impl<R, W> ServerSession<R, W>
where
    R: AsyncRead + Unpin,
    W: AsyncWrite + Unpin,
{
    pub fn new(reader: R, writer: W) -> Self {
        Self {
            reader: BufReader::new(reader),
            writer,
            state: SessionState::new(),
        }
    }

    /// Run the session to completion: dispatch loop until EOF, an unknown
    /// verb, or a handled terminal command.
    pub async fn run(&mut self) -> Result<()> {
        self.send_greeting().await?;
        loop {
            let Some(line) = read_line(&mut self.reader).await? else {
                debug!("client closed connection");
                return Ok(());
            };
            match line.verb_as::<Verb>() {
                Some(Verb::TargetDir) => self.handle_param("TARGET_DIR", &line, |s, v| s.target_dir = v).await?,
                Some(Verb::SubDir) => self.handle_param("SUB_DIR", &line, |s, v| s.sub_dir = v).await?,
                Some(Verb::CacheMd5) => {
                    self.handle_param("CACHE_MD5", &line, |s, v| s.expected_cache_md5 = Some(v))
                        .await?
                }
                Some(Verb::CacheSize) => self.handle_cache_size(&line).await?,
                Some(Verb::SendBufferSize) => self.handle_send_buffer_size(&line).await?,
                Some(Verb::CacheSend) => {
                    if !self.handle_cache_send().await? {
                        return Ok(());
                    }
                }
                Some(Verb::ActionRequest) => {
                    self.action_loop().await?;
                }
                Some(Verb::RunCommand) => {
                    self.exec(line.value.as_deref().unwrap_or("")).await?;
                    return Ok(());
                }
                Some(Verb::OutputRequest) | None => {
                    self.unknown_verb(&line.verb).await?;
                    return Ok(());
                }
            }
        }
    }

    async fn send_greeting(&mut self) -> Result<()> {
        self.writer.write_all(b"Welcome to bo server\ntarget_dir? ").await?;
        self.writer.flush().await?;
        Ok(())
    }

    async fn unknown_verb(&mut self, verb: &str) -> Result<()> {
        warn!("unknown command '{verb}'");
        let msg = format!("\n '{verb}' unknown command\n\n");
        self.writer.write_all(msg.as_bytes()).await?;
        self.writer.flush().await?;
        Ok(())
    }

    async fn handle_param(
        &mut self,
        name: &str,
        line: &Line,
        set: impl FnOnce(&mut SessionState, String),
    ) -> Result<()> {
        let value = line.value.clone().unwrap_or_default();
        info!("{name}: '{value}'");
        set(&mut self.state, value.clone());
        write_line(&mut self.writer, "ACCEPTED", Some(&value)).await
    }

    async fn handle_cache_size(&mut self, line: &Line) -> Result<()> {
        let raw = line.value.clone().unwrap_or_default();
        let size: u64 = raw.parse().context("CACHE_SIZE value was not a number")?;
        self.state.expected_cache_size = Some(size);
        write_line(&mut self.writer, "ACCEPTED", Some(&size.to_string())).await
    }

    async fn handle_send_buffer_size(&mut self, line: &Line) -> Result<()> {
        let raw = line.value.clone().unwrap_or_default();
        let size: usize = raw
            .parse()
            .context("SEND_BUFFER_SIZE value was not a number")?;
        self.state.send_buffer_size = size;
        write_line(&mut self.writer, "ACCEPTED", Some(&size.to_string())).await
    }

    /// `CACHE_SEND`: ack the command, receive exactly `expected_cache_size`
    /// bytes, verify against `expected_cache_md5`, ack the payload too, and
    /// parse the bytes as the pending inventory. Returns `false` if the
    /// session should close.
    async fn handle_cache_send(&mut self) -> Result<bool> {
        write_line(&mut self.writer, "ACCEPTED", None).await?;

        let size = self
            .state
            .expected_cache_size
            .context("CACHE_SEND received before CACHE_SIZE")?;
        let expected_md5 = self
            .state
            .expected_cache_md5
            .clone()
            .context("CACHE_SEND received before CACHE_MD5")?;

        let (data, got_md5) = recv_file(&mut self.reader, size).await?;
        if got_md5 != expected_md5 {
            warn!("WRONG_MD5: expected {expected_md5}, got {got_md5}");
            write_line(&mut self.writer, "WRONG_MD5", None).await?;
            return Ok(false);
        }
        write_line(&mut self.writer, "ACCEPTED", None).await?;

        self.state.pending_inventory = if data.is_empty() {
            BTreeMap::new()
        } else {
            serde_yaml::from_slice(&data).context("parsing received pending inventory")?
        };
        Ok(true)
    }

    /// `ACTION_REQUEST`: iterate the pending inventory in the order it was
    /// received, issuing a delete or a pull per entry, then announce
    /// completion.
    async fn action_loop(&mut self) -> Result<()> {
        use crate::inventory::SyncState;

        let entries: Vec<(String, FileEntry)> = self
            .state
            .pending_inventory
            .iter()
            .map(|(k, v)| (k.clone(), v.clone()))
            .collect();

        for (rel_path, info) in entries {
            let fullpath = self.state.target_path(&rel_path);
            match info.required_sync {
                SyncState::Delete => {
                    if fullpath.is_file() {
                        std::fs::remove_file(&fullpath)
                            .with_context(|| format!("deleting {}", fullpath.display()))?;
                    }
                    write_line(&mut self.writer, "ACTION_DELETED", Some(&rel_path)).await?;
                    if !self.expect_action_request().await? {
                        return Ok(());
                    }
                }
                SyncState::Update => {
                    if let Some(parent) = fullpath.parent() {
                        std::fs::create_dir_all(parent)
                            .with_context(|| format!("creating {}", parent.display()))?;
                    }
                    write_line(&mut self.writer, "ACTION_SEND_ME_FILE", Some(&rel_path)).await?;
                    let (data, got_md5) = recv_file(&mut self.reader, info.size).await?;
                    if got_md5 != info.md5 {
                        warn!("WRONG_MD5 for {rel_path}: expected {}, got {got_md5}", info.md5);
                        write_line(&mut self.writer, "WRONG_MD5", None).await?;
                        return Ok(());
                    }
                    std::fs::write(&fullpath, &data)
                        .with_context(|| format!("writing {}", fullpath.display()))?;
                    write_line(&mut self.writer, "ACCEPTED", None).await?;
                    if !self.expect_action_request().await? {
                        return Ok(());
                    }
                }
                SyncState::None => {}
            }
        }

        write_line(&mut self.writer, "ACTIONS_COMPLETED", None).await
    }

    async fn expect_action_request(&mut self) -> Result<bool> {
        let Some(line) = read_line(&mut self.reader).await? else {
            return Ok(false);
        };
        if line.verb_as::<Verb>() != Some(Verb::ActionRequest) {
            warn!("expected ACTION_REQUEST, got '{}'; closing", line.verb);
            return Ok(false);
        }
        Ok(true)
    }

    /// `RUN_COMMAND <json argv>`: ack, then drive the output-polling loop
    /// until the child exits.
    async fn exec(&mut self, json_argv: &str) -> Result<()> {
        write_line(&mut self.writer, "ACCEPTED", Some(json_argv)).await?;

        let Some(line) = read_line(&mut self.reader).await? else {
            return Ok(());
        };
        if line.verb_as::<Verb>() != Some(Verb::OutputRequest) {
            write_line(&mut self.writer, "FAILED", None).await?;
            return Ok(());
        }

        let argv: Vec<String> = match serde_json::from_str(json_argv) {
            Ok(v) => v,
            Err(e) => {
                write_line(&mut self.writer, "OUTPUT_FAILED", Some(&format!("bad argv json: {e}"))).await?;
                return Ok(());
            }
        };

        let dir = if self.state.sub_dir.is_empty() {
            PathBuf::from(&self.state.target_dir)
        } else {
            PathBuf::from(&self.state.target_dir).join(&self.state.sub_dir)
        };
        if !dir.is_dir() {
            write_line(
                &mut self.writer,
                "OUTPUT_FAILED",
                Some(&format!("{} - not found directory", dir.display())),
            )
            .await?;
            return Ok(());
        }

        let command_line = argv.join(" ");
        let mut preamble: std::collections::VecDeque<String> = [
            dir.display().to_string(),
            command_line.clone(),
            "Output:".to_string(),
        ]
        .into_iter()
        .collect();

        let spawned = spawn_shell(&command_line, &dir);
        let mut child_output = match spawned {
            Ok(child) => ChildOutput::new(child),
            Err(e) => {
                write_line(&mut self.writer, "OUTPUT_FAILED", Some(&e.to_string())).await?;
                return Ok(());
            }
        };

        // The `OUTPUT_REQUEST` already read above pairs with the first
        // reply below; every subsequent reply consumes one more request
        // read at the bottom of the loop, so exactly one frame answers
        // each request.
        loop {
            if let Some(line) = preamble.pop_front() {
                write_line(&mut self.writer, "OUTPUT", Some(&line)).await?;
            } else {
                match child_output.next_event().await? {
                    OutputEvent::Line(text) => write_line(&mut self.writer, "OUTPUT", Some(&text)).await?,
                    OutputEvent::Finished(code) => {
                        write_line(&mut self.writer, "OUTPUT_FINISHED", Some(&code.to_string())).await?;
                        return Ok(());
                    }
                }
            }

            let Some(req) = read_line(&mut self.reader).await? else {
                return Ok(());
            };
            if req.verb_as::<Verb>() != Some(Verb::OutputRequest) {
                write_line(&mut self.writer, "FAILED", None).await?;
                return Ok(());
            }
        }
    }
}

──────

WHAT YOU SHOULD DO
What number of lines in the records hold the word "OutputRequest"? Reply with that number alone.

RESULT FOR THIS EXERCISE
3